Problem to solve:
Using the listing below, copy every line that mentions "CurriculumSection".

Provided data:
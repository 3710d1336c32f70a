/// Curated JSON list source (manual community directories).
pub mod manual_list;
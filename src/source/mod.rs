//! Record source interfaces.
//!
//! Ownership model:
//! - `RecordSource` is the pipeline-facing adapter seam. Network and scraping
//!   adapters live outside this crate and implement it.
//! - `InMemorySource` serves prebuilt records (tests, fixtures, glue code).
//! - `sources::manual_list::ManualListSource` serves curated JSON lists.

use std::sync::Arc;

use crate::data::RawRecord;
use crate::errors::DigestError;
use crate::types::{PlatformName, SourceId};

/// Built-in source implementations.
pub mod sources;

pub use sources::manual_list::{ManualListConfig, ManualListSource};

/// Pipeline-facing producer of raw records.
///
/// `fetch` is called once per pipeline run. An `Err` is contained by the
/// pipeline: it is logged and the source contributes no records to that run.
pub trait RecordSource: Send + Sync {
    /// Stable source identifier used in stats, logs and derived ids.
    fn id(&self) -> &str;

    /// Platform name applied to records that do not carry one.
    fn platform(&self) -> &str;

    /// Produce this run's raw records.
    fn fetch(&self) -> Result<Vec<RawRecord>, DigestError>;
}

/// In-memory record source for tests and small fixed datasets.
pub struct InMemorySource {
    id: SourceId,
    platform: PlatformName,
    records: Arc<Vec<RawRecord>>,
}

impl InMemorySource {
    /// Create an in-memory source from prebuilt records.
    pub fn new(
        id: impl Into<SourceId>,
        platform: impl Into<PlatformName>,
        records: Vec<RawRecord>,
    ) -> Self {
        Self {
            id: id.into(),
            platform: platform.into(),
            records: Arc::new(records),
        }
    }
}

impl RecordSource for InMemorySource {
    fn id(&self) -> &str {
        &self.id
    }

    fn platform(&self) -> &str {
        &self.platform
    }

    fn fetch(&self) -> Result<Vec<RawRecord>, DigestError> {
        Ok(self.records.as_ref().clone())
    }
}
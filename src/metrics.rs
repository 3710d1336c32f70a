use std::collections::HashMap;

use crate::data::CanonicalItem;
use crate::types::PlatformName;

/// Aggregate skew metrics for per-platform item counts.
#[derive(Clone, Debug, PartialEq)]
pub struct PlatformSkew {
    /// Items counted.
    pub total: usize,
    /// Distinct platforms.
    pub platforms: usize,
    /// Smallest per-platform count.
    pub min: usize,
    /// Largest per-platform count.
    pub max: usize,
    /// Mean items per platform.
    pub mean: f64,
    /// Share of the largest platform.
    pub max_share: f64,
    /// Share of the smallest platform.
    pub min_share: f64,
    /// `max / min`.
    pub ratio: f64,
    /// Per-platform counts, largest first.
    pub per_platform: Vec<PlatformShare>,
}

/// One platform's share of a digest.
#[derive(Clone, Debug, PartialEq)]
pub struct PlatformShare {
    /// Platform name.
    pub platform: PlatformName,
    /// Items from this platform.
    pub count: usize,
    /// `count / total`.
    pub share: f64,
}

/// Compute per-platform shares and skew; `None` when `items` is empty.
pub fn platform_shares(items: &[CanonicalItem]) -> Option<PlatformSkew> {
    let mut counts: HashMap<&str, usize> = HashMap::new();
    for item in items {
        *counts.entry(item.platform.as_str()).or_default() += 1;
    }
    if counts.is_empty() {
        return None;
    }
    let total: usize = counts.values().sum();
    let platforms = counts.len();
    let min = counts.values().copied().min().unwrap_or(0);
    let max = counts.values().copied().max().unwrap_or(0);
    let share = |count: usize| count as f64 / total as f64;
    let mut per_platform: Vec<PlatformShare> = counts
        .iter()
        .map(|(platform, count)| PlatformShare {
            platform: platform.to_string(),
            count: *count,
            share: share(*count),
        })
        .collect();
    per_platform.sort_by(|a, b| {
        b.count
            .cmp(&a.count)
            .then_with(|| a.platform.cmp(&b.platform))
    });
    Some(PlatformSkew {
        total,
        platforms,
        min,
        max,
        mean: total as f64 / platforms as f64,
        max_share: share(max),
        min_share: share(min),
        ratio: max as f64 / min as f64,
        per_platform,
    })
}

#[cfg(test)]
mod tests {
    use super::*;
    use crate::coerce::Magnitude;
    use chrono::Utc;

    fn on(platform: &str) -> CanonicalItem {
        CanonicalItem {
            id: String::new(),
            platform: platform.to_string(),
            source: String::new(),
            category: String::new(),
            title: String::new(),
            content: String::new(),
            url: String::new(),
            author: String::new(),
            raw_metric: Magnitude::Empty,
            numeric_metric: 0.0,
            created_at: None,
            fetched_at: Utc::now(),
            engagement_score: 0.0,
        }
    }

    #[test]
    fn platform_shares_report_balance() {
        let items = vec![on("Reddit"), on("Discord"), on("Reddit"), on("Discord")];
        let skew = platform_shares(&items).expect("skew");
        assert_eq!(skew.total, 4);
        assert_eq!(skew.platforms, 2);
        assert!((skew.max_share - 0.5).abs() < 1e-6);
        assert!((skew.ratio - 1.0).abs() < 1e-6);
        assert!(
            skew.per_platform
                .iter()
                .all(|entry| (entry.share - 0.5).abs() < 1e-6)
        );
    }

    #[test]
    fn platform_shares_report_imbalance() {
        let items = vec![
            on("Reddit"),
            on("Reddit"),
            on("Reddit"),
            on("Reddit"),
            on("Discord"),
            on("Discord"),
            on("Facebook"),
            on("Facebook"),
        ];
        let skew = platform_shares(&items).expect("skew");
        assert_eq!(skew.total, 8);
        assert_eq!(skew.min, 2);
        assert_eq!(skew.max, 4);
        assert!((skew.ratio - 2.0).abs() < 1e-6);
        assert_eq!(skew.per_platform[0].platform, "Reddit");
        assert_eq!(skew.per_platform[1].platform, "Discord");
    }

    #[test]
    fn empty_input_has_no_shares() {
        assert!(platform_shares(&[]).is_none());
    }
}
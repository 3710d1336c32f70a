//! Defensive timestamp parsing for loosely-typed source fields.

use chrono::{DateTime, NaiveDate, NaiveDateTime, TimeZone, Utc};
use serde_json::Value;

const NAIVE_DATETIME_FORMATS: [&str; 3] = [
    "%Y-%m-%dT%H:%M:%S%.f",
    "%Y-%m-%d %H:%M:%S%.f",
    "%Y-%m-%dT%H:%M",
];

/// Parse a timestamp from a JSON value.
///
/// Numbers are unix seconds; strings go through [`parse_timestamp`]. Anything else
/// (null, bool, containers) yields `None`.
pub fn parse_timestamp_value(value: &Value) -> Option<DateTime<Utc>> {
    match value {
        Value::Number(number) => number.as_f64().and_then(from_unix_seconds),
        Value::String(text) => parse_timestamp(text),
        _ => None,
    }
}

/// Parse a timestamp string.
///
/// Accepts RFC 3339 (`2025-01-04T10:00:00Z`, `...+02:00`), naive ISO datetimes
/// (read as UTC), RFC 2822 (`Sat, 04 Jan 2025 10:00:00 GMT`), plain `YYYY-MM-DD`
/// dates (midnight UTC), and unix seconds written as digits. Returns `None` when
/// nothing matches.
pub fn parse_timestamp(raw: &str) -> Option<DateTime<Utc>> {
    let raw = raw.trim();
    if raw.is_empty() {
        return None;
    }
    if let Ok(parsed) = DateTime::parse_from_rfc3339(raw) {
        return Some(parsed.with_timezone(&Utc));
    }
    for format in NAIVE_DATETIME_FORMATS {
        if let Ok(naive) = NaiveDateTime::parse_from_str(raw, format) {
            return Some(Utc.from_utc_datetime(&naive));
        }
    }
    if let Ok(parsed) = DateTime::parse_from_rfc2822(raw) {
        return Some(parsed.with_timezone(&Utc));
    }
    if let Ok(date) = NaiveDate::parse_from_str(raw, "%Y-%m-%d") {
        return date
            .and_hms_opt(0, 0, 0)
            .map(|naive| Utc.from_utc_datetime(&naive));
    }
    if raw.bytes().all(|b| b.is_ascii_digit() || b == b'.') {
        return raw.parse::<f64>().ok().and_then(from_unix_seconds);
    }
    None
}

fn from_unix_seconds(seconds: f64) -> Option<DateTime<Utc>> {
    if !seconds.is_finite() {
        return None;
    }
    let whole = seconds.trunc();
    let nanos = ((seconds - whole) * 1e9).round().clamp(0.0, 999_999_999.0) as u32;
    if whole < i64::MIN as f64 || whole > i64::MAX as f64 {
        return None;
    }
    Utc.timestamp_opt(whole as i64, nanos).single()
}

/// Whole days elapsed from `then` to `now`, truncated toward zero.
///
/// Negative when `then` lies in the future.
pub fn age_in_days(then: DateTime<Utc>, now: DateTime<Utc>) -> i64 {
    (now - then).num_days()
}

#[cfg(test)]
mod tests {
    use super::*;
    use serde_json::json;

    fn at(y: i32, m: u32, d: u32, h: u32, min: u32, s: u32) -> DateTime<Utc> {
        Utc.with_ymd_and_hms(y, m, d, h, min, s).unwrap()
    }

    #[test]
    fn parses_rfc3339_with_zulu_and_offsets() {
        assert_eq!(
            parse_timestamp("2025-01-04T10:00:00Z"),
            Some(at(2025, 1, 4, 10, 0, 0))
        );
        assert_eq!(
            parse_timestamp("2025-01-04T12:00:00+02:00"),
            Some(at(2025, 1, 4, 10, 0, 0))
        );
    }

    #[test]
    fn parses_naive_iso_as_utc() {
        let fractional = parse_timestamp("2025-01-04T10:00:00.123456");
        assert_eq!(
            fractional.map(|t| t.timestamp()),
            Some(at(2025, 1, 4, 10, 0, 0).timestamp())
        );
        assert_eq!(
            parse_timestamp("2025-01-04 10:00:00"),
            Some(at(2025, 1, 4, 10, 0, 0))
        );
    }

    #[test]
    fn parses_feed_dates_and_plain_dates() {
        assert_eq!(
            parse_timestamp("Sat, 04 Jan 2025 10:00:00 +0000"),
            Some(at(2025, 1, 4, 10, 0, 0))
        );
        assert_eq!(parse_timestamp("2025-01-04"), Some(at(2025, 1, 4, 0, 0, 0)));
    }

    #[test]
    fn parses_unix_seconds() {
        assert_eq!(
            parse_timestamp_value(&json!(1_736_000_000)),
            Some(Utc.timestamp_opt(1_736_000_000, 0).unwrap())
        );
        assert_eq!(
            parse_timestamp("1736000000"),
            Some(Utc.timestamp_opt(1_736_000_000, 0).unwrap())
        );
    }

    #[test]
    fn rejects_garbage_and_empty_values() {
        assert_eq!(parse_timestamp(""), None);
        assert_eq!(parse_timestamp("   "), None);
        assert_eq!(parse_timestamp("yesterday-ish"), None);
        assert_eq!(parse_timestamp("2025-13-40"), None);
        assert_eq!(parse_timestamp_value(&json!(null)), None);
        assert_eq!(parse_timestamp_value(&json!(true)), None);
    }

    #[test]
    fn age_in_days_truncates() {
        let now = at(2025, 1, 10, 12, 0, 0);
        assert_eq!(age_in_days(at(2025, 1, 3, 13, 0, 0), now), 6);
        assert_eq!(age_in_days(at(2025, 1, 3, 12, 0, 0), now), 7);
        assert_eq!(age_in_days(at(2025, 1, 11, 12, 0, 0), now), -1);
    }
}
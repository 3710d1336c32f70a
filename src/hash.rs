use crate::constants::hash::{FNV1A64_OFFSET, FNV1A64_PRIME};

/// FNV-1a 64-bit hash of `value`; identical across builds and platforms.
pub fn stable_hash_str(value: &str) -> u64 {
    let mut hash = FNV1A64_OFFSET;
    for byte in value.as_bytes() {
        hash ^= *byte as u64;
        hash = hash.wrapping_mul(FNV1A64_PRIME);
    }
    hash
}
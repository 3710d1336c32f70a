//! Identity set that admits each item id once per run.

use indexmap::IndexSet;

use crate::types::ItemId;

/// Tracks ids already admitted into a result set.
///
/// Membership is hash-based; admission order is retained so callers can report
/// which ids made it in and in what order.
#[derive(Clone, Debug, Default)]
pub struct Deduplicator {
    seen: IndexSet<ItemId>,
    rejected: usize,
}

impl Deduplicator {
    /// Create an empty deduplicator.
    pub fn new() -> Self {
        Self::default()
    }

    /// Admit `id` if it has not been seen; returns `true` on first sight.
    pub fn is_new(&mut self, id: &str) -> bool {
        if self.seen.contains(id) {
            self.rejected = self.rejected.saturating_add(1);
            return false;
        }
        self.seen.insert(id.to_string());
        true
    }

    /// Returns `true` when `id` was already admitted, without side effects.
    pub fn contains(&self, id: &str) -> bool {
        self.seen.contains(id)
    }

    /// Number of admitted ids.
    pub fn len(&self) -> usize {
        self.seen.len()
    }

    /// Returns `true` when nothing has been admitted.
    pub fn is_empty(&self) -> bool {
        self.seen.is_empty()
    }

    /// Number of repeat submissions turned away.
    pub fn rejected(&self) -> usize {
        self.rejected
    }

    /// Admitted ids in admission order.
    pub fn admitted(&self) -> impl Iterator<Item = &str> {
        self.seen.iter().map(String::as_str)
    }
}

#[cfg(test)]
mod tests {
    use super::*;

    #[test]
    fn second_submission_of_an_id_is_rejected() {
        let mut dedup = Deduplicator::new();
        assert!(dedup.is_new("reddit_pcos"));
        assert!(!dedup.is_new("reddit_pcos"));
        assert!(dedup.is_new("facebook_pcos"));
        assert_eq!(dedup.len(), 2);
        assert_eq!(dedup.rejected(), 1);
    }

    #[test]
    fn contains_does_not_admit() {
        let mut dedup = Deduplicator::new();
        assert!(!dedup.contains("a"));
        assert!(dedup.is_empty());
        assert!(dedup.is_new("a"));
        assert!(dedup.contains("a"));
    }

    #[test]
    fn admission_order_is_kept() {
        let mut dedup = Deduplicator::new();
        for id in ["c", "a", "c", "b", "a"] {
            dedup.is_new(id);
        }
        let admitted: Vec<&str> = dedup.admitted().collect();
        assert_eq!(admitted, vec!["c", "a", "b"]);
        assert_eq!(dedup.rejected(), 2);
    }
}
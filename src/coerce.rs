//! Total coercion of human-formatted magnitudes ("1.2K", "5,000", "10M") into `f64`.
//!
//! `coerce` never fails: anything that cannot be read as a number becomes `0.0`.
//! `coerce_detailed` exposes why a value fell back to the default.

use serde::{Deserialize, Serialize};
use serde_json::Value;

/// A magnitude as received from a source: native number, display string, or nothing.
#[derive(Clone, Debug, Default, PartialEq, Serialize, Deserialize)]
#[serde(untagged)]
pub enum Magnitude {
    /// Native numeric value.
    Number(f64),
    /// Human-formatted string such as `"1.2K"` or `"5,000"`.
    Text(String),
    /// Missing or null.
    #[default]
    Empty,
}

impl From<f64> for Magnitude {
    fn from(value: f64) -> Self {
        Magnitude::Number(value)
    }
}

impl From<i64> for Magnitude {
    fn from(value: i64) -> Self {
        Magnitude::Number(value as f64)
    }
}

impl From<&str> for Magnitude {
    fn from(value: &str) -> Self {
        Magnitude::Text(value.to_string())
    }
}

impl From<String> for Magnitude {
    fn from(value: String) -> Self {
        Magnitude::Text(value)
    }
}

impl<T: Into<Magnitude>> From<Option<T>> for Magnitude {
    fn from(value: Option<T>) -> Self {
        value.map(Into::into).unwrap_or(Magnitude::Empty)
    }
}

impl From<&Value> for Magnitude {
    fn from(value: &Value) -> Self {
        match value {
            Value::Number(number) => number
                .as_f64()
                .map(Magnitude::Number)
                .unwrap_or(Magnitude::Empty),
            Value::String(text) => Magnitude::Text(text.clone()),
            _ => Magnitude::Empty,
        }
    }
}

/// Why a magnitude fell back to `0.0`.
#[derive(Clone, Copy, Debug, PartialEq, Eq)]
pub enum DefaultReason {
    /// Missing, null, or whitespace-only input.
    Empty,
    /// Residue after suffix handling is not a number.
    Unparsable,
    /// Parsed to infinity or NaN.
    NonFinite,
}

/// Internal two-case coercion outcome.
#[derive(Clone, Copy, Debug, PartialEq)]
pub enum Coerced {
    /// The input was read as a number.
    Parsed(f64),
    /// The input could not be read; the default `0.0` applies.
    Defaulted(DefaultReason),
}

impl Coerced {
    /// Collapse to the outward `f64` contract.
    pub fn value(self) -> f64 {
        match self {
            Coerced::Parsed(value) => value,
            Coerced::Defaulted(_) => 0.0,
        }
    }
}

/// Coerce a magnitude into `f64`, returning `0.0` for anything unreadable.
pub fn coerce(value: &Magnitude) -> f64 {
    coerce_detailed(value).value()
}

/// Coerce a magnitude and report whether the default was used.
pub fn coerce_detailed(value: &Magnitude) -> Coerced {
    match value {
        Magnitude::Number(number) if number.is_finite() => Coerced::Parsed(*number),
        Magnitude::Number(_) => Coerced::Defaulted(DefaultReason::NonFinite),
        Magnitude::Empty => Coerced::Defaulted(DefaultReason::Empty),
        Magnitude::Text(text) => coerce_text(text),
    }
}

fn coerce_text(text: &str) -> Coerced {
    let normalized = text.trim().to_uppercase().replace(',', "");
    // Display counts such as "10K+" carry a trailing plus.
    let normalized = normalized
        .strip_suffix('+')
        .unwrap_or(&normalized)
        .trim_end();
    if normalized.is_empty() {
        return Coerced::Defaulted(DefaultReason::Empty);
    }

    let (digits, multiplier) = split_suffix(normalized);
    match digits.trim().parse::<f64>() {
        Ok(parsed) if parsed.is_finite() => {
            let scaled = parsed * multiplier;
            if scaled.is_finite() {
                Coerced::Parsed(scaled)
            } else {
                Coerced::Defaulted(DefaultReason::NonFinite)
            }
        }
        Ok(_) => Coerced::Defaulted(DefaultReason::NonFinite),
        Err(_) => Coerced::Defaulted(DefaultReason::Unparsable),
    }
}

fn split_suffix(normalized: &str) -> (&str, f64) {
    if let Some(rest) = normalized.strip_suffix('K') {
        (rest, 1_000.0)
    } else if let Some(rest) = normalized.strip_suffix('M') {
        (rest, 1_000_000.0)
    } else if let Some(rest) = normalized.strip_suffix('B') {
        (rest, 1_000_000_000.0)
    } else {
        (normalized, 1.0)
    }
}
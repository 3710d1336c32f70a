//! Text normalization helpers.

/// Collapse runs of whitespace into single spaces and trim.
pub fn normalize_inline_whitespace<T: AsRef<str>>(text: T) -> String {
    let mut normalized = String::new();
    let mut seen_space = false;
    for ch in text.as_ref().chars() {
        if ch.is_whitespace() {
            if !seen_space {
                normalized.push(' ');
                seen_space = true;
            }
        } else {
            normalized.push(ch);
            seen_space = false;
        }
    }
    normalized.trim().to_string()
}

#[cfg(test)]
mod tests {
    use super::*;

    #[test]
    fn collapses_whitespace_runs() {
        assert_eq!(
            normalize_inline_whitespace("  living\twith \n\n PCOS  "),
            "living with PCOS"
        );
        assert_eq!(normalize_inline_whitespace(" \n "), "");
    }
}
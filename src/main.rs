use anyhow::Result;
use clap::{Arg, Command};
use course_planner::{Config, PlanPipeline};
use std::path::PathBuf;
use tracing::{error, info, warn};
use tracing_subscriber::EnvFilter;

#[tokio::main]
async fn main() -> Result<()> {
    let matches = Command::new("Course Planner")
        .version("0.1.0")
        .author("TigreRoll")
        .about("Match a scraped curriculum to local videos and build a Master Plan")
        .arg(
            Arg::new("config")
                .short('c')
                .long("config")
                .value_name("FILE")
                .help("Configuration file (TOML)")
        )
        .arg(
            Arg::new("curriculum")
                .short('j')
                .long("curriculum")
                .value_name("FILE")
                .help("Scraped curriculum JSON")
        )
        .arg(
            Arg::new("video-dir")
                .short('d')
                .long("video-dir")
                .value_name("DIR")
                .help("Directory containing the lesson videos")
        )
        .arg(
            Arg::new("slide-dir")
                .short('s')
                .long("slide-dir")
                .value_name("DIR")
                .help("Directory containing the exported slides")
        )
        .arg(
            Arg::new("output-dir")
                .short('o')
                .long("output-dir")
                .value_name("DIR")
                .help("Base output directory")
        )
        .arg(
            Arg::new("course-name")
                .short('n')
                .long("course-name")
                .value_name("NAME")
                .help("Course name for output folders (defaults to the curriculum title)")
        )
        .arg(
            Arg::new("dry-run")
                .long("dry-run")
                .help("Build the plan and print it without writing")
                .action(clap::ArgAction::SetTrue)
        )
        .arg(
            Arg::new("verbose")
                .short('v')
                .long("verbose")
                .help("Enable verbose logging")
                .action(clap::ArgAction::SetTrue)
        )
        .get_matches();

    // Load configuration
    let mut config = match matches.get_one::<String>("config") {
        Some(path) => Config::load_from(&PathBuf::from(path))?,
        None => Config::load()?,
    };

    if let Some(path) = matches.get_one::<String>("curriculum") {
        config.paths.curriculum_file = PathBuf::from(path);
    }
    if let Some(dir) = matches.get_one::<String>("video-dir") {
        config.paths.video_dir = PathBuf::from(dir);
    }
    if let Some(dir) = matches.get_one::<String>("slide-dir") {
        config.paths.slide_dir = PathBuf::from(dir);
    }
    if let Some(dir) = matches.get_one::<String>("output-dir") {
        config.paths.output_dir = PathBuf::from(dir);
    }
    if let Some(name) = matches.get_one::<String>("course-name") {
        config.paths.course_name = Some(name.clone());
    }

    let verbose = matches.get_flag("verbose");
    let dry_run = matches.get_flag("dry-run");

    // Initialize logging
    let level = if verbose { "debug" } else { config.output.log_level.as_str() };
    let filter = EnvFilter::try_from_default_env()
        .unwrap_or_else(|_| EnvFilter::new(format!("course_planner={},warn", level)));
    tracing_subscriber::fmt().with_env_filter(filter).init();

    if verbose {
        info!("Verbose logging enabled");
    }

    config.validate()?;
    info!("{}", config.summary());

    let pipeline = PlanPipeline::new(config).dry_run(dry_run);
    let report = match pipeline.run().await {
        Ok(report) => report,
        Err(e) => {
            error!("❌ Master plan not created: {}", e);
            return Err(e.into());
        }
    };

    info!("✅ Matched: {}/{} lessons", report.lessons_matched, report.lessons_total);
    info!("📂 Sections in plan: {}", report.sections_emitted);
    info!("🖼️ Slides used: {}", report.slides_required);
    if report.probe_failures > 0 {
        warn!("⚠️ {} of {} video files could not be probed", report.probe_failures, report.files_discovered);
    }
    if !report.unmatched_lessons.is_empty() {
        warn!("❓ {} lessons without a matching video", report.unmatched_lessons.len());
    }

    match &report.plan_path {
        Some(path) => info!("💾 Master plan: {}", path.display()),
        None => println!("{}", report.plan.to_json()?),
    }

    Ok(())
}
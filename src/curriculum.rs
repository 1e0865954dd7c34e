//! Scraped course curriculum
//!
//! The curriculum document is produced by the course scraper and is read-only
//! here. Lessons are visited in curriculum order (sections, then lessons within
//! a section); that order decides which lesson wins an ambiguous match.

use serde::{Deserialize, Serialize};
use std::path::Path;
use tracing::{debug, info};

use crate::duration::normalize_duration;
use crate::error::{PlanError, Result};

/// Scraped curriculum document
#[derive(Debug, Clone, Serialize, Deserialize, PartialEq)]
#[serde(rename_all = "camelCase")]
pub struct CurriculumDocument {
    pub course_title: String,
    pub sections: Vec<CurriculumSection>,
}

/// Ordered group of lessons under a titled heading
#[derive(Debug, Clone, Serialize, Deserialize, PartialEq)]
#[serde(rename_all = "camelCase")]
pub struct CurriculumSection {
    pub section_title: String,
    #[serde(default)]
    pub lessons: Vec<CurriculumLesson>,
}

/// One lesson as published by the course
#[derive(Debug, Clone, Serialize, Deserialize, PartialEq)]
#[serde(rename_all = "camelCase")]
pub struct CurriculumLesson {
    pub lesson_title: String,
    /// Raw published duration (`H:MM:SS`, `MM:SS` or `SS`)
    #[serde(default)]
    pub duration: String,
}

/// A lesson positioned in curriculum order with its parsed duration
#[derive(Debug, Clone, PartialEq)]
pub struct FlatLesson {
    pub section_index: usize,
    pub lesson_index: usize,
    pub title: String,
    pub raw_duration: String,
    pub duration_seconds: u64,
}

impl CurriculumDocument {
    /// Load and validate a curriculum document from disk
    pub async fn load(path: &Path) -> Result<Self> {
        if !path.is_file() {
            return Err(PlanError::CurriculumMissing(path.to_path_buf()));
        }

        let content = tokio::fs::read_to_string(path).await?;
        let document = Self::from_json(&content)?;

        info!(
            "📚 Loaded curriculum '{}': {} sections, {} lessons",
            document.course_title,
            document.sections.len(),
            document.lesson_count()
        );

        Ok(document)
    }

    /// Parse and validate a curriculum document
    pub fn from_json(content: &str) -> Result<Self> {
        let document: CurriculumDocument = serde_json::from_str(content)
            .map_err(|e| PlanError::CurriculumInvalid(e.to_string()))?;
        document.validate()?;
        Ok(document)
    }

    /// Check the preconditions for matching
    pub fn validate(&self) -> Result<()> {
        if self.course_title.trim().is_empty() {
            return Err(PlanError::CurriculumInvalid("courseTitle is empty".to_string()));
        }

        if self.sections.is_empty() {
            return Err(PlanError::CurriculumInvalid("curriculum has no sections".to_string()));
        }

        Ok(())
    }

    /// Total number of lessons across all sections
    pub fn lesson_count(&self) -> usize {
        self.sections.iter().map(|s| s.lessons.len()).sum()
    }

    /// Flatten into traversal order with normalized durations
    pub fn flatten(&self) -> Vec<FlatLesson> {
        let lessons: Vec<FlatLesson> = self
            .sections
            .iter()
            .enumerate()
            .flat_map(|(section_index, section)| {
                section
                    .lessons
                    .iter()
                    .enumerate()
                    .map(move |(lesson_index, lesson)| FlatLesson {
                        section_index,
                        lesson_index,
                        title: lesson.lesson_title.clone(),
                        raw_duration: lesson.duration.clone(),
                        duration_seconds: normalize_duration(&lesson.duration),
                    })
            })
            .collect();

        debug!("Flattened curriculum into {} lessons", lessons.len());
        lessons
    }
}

Result of the exercise:
    pub sections: Vec<CurriculumSection>,
pub struct CurriculumSection {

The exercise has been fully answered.